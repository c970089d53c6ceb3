/// Pluggable password hashing
use crate::error::{AppError, AppResult};
use argon2::{
    password_hash::{rand_core::OsRng, PasswordHash, PasswordHasher as _, PasswordVerifier, SaltString},
    Argon2,
};

/// Hashes and verifies account passwords
pub trait PasswordHasher: Send + Sync {
    fn hash(&self, password: &str) -> AppResult<String>;

    /// Ok(false) on mismatch; Err only when the stored hash is unreadable
    fn verify(&self, password: &str, hash: &str) -> AppResult<bool>;
}

/// Argon2id with PHC-encoded output
#[derive(Clone, Default)]
pub struct Argon2Hasher {
    argon2: Argon2<'static>,
}

impl Argon2Hasher {
    pub fn new() -> Self {
        Self::default()
    }

    /// Minimum-cost parameters so tests do not spend seconds per hash
    #[cfg(test)]
    pub fn fast() -> Self {
        use argon2::{Algorithm, Params, Version};

        let params = Params::new(Params::MIN_M_COST, 1, 1, None).expect("valid argon2 params");
        Self {
            argon2: Argon2::new(Algorithm::Argon2id, Version::V0x13, params),
        }
    }
}

impl PasswordHasher for Argon2Hasher {
    fn hash(&self, password: &str) -> AppResult<String> {
        let salt = SaltString::generate(&mut OsRng);
        self.argon2
            .hash_password(password.as_bytes(), &salt)
            .map(|hash| hash.to_string())
            .map_err(|e| AppError::Internal(format!("Password hashing failed: {}", e)))
    }

    fn verify(&self, password: &str, hash: &str) -> AppResult<bool> {
        let parsed = PasswordHash::new(hash)
            .map_err(|e| AppError::Internal(format!("Stored password hash unreadable: {}", e)))?;
        Ok(self
            .argon2
            .verify_password(password.as_bytes(), &parsed)
            .is_ok())
    }
}
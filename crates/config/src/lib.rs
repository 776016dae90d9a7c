//! Configuration loading, schema, and env substitution.
//!
//! Config files: `nova.toml`, `nova.yaml`, or `nova.json`
//! Searched in `./` then `~/.config/nova/`.
//!
//! Supports `${ENV_VAR}` substitution in all string values. The loader only
//! reads settings; persisting edits belongs to whatever frontend owns them.

pub mod env_subst;
pub mod loader;
pub mod schema;

pub use {
    loader::{config_dir, discover_and_load, load_config},
    schema::{NovaConfig, ProviderEntry, ProvidersConfig},
};
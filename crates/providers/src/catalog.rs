//! Static provider catalog: endpoints, default models, and key sourcing.

use crate::id::ProviderId;

/// Environment variables consulted for the ambient Gemini credential, in
/// precedence order. `API_KEY` is the legacy deployment name.
pub const AMBIENT_KEY_ENV_VARS: &[&str] = &["GEMINI_API_KEY", "API_KEY"];

/// One row of the provider catalog.
#[derive(Debug, Clone, Copy)]
pub struct ProviderProfile {
    pub id: ProviderId,
    /// Endpoint the generation client calls.
    pub base_url: &'static str,
    /// Default model sent to the endpoint.
    pub model: &'static str,
    /// Whether a user-supplied API key is required. Gemini can draw on the
    /// deployment-level credential instead.
    pub requires_api_key: bool,
}

/// Catalog lookup. Exhaustive, so a new [`ProviderId`] variant does not
/// compile until it has a profile.
pub const fn profile(id: ProviderId) -> ProviderProfile {
    match id {
        ProviderId::Gemini => ProviderProfile {
            id,
            base_url: "https://generativelanguage.googleapis.com",
            model: "gemini-3-pro-preview",
            requires_api_key: false,
        },
        ProviderId::OpenAi => ProviderProfile {
            id,
            base_url: "https://api.openai.com/v1/chat/completions",
            model: "gpt-4o",
            requires_api_key: true,
        },
        ProviderId::Anthropic => ProviderProfile {
            id,
            base_url: "https://api.anthropic.com/v1/messages",
            model: "claude-3-5-sonnet-latest",
            requires_api_key: true,
        },
        ProviderId::Llama => ProviderProfile {
            id,
            base_url: "https://api.groq.com/openai/v1/chat/completions",
            model: "llama-3.3-70b-versatile",
            requires_api_key: true,
        },
    }
}

/// Structural key-format pattern for each provider.
///
/// These are soft sanity checks, not authentication: providers change key
/// formats upstream, so the patterns stay loose about trailing length. A
/// key that matches can still be revoked, expired, or out of quota.
pub(crate) const fn key_pattern(id: ProviderId) -> &'static str {
    match id {
        ProviderId::Gemini => r"^[A-Za-z0-9_-]{39}$",
        ProviderId::OpenAi => r"^sk-[a-zA-Z0-9]{32,}$",
        ProviderId::Anthropic => r"^sk-ant-[a-zA-Z0-9-]{95,}$",
        ProviderId::Llama => r"^gsk_[a-zA-Z0-9]{32,}$",
    }
}
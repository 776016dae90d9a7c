//! Diagnostic CLI for the provider resolver.
//!
//! Everything here is offline: the commands inspect settings and the static
//! catalog, they never call a provider endpoint.

use {
    anyhow::Result,
    clap::{Parser, Subcommand},
    secrecy::ExposeSecret,
    tracing_subscriber::EnvFilter,
};

use {
    nova_config::{ProvidersConfig, discover_and_load},
    nova_providers::{
        ProviderId, failover_candidates, fallback_chain_for, profile, requires_api_key,
        resolve_config, validate_key,
    },
};

#[derive(Parser)]
#[command(name = "nova", about = "Nova — article engine provider tools")]
struct Cli {
    #[command(subcommand)]
    command: Commands,

    /// Log level (trace, debug, info, warn, error).
    #[arg(long, global = true, default_value = "warn")]
    log_level: String,
}

#[derive(Subcommand)]
enum Commands {
    /// Resolve the effective provider config from settings.
    Resolve {
        /// Provider to resolve instead of the configured selection.
        #[arg(long)]
        provider: Option<String>,
        /// Print as JSON.
        #[arg(long)]
        json: bool,
        /// Print the resolved API key instead of redacting it.
        #[arg(long)]
        show_key: bool,
    },
    /// Check an API key's structural format for a provider.
    CheckKey {
        #[arg(long)]
        provider: String,
        /// Key to check; the stored key is checked when omitted.
        #[arg(long)]
        key: Option<String>,
    },
    /// Print the failover order starting from a provider.
    Chain {
        /// Provider to start from; defaults to the configured selection.
        #[arg(long)]
        provider: Option<String>,
    },
    /// List the provider catalog.
    Providers,
}

/// ANSI color codes.
const GREEN: &str = "\x1b[32m";
const RED: &str = "\x1b[31m";
const BOLD: &str = "\x1b[1m";
const RESET: &str = "\x1b[0m";

fn main() -> Result<()> {
    // Load .env before anything reads the ambient credential.
    let _ = dotenvy::dotenv();

    let cli = Cli::parse();
    init_logging(&cli.log_level);

    let settings = discover_and_load().providers;

    match cli.command {
        Commands::Resolve {
            provider,
            json,
            show_key,
        } => resolve(&settings, provider.as_deref(), json, show_key),
        Commands::CheckKey { provider, key } => check_key(&settings, &provider, key.as_deref()),
        Commands::Chain { provider } => chain(&settings, provider.as_deref()),
        Commands::Providers => list_providers(),
    }
}

fn init_logging(level: &str) {
    let filter = EnvFilter::try_from_default_env().unwrap_or_else(|_| EnvFilter::new(level));
    tracing_subscriber::fmt()
        .with_env_filter(filter)
        .with_target(false)
        .init();
}

fn parse_provider(raw: &str) -> Result<ProviderId> {
    ProviderId::parse(raw).ok_or_else(|| {
        anyhow::anyhow!(
            "unknown provider '{raw}' (expected one of: {})",
            ProviderId::ALL.map(|id| id.as_str()).join(", ")
        )
    })
}

fn resolve(
    settings: &ProvidersConfig,
    provider: Option<&str>,
    json: bool,
    show_key: bool,
) -> Result<()> {
    let override_id = provider.map(parse_provider).transpose()?;
    let config = resolve_config(settings, override_id);

    let key = config.api_key.as_ref().map(|k| k.expose_secret().as_str());
    let format_ok = validate_key(config.id, key);

    if json {
        let value = serde_json::json!({
            "id": config.id,
            "base_url": config.base_url,
            "model": config.model,
            "api_key": if show_key { serde_json::json!(key) } else { serde_json::json!(key.is_some()) },
            "key_format_valid": format_ok,
            "requires_api_key": requires_api_key(config.id),
        });
        println!("{}", serde_json::to_string_pretty(&value)?);
        return Ok(());
    }

    println!("{BOLD}provider{RESET}  {}", config.id);
    println!("endpoint  {}", config.base_url);
    println!("model     {}", config.model);
    match key {
        Some(k) if show_key => println!("api key   {k}"),
        Some(_) => println!("api key   [present]"),
        None if requires_api_key(config.id) => println!("api key   [missing]"),
        None => println!("api key   [ambient credential not set]"),
    }
    if key.is_some() {
        let verdict = if format_ok {
            format!("{GREEN}ok{RESET}")
        } else {
            format!("{RED}suspect{RESET}")
        };
        println!("format    {verdict}");
    }
    Ok(())
}

fn check_key(settings: &ProvidersConfig, provider: &str, key: Option<&str>) -> Result<()> {
    let id = parse_provider(provider)?;

    let stored;
    let key = match key {
        Some(k) => Some(k),
        None => {
            stored = settings.api_key(id.as_str()).cloned();
            stored.as_ref().map(|k| k.expose_secret().as_str())
        },
    };

    if key.is_none() {
        anyhow::bail!("no key given and none stored for {id}");
    }

    if validate_key(id, key) {
        println!("{GREEN}valid{RESET}: key matches the expected {id} format");
        Ok(())
    } else {
        println!("{RED}invalid{RESET}: key does not match the expected {id} format");
        std::process::exit(1);
    }
}

fn chain(settings: &ProvidersConfig, provider: Option<&str>) -> Result<()> {
    let raw = provider
        .map(ToString::to_string)
        .or_else(|| settings.selected.clone())
        .unwrap_or_else(|| ProviderId::DEFAULT.as_str().to_string());

    println!("fallback chain for {BOLD}{raw}{RESET}:");
    for id in fallback_chain_for(&raw) {
        let note = if settings.is_enabled(id.as_str()) {
            ""
        } else {
            " (disabled)"
        };
        println!("  -> {id}{note}");
    }

    if let Some(primary) = ProviderId::parse(&raw) {
        let order = failover_candidates(settings, primary)
            .iter()
            .map(|id| id.as_str())
            .collect::<Vec<_>>()
            .join(" -> ");
        println!("effective try order: {order}");
    }
    Ok(())
}

fn list_providers() -> Result<()> {
    for id in ProviderId::ALL {
        let p = profile(id);
        let key_source = if p.requires_api_key {
            "user-supplied key"
        } else {
            "ambient credential"
        };
        println!("{BOLD}{id}{RESET}");
        println!("  endpoint  {}", p.base_url);
        println!("  model     {}", p.model);
        println!("  key       {key_source}");
    }
    Ok(())
}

•••

How many lines in the material contain the string "unreadable"? Reply with the number and nothing else.

2